Dunno, I normally want to know if a mail from me (really,
SPF PASS and all) did not make it, and for that purpose I
want the good bounces.  If legit undeliverable mail ends
up in black holes a.k.a. "spam filters" it can be a PITA. 

> What about the situation where mail emitted from a node
> with only IPv4 addresses is resolvable in the IPv6 world?
> same "one-way" spam.

Is that so ?  There is a way to map IPv4 to IPv6 addresses,
as far as SMTP is concerned you can at least try to report
errors.  If you are on an IPv6 island with no way to reach
the mapped addresses that won't help, but it is no protocol
design issue for SMTP.  

>> they have to query for MX, A, and AAAA to finally find
>> your IPv6 SMTP.
 
> or... they have to query AAAA, then A, then MX

No, MX comes always first, but you can of course swap AAAA
and A, or in an IPv4-only scenario skip AAAA if you anyway
can't use it.

Q=mx needs to be first for domains without SMTP.  It would
waste time and bandwidth to try to reach them when that is
not possible.  In more convoluted examples it could be very
wrong to send mails to an existing SMTP at the domain, if 
the MX doesn't offer to do this.  That is no new 2821bis
idea, that is as it always was since god posted STD 10 :-)
 
> your arguing that because an SMTP agent implementation
> policy might be in place, that every one who runs DNS
> is now required (that "mandatory" thing) to install an MX?

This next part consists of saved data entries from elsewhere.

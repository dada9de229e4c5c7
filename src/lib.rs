//! calico_tunnel — an authenticated-encryption tunnel with per-direction
//! forward-secret ratcheting.
//!
//! # Design principles
//! - NO custom crypto; all primitives come from audited Rust crates.
//! - Zeroize all secret material on drop.
//! - All public APIs return opaque newtypes to prevent accidental misuse.
//!
//! # Module layout
//! - `endpoint`    — the per-endpoint state machine: construction, encrypt/decrypt
//! - `keys`        — key schedule, role-split, per-direction ratchet
//! - `aead`        — ChaCha20 + SipHash-2-4 encrypt/decrypt
//! - `replay`      — sliding replay window for datagram IVs
//! - `counter`      — truncated-IV reconstruction
//! - `primitives`  — raw crypto primitive wrappers
//! - `clock`       — injected monotonic time source
//! - `error`       — unified error type

pub mod aead;
pub mod clock;
pub mod counter;
pub mod endpoint;
pub mod error;
pub mod keys;
pub mod primitives;
pub mod replay;

pub use endpoint::{Endpoint, Mode, Role, DATAGRAM_OVERHEAD, STREAM_OVERHEAD};
pub use error::CalicoError;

I hope we are talking about SMTP over TCP in the Internet.
If we do, senders must somehow find an SMTP at a public IP
for the destination mail addresses.  For a domain literal
that's directly the IP and you don't need DNS.  In normal
cases with a FQDN you need DNS anyway, to get the IP "by
name". 

The standards since STD 10 require to try MX first to get
a list of names and priorities, see above.  And yes, the
proposal for IPv6 is to make MX mandatory, as Keith said
there will be a huge number of AAAA devices, and it would
be a huge waste of time to time to try AAAA after MX for
devices which never send or receive mail, e.g., a forged
mail from webcam.  Adding SPF "v=spf -all" everywhere is
no alternative.  Besides SPF is voluntary, not mandatory.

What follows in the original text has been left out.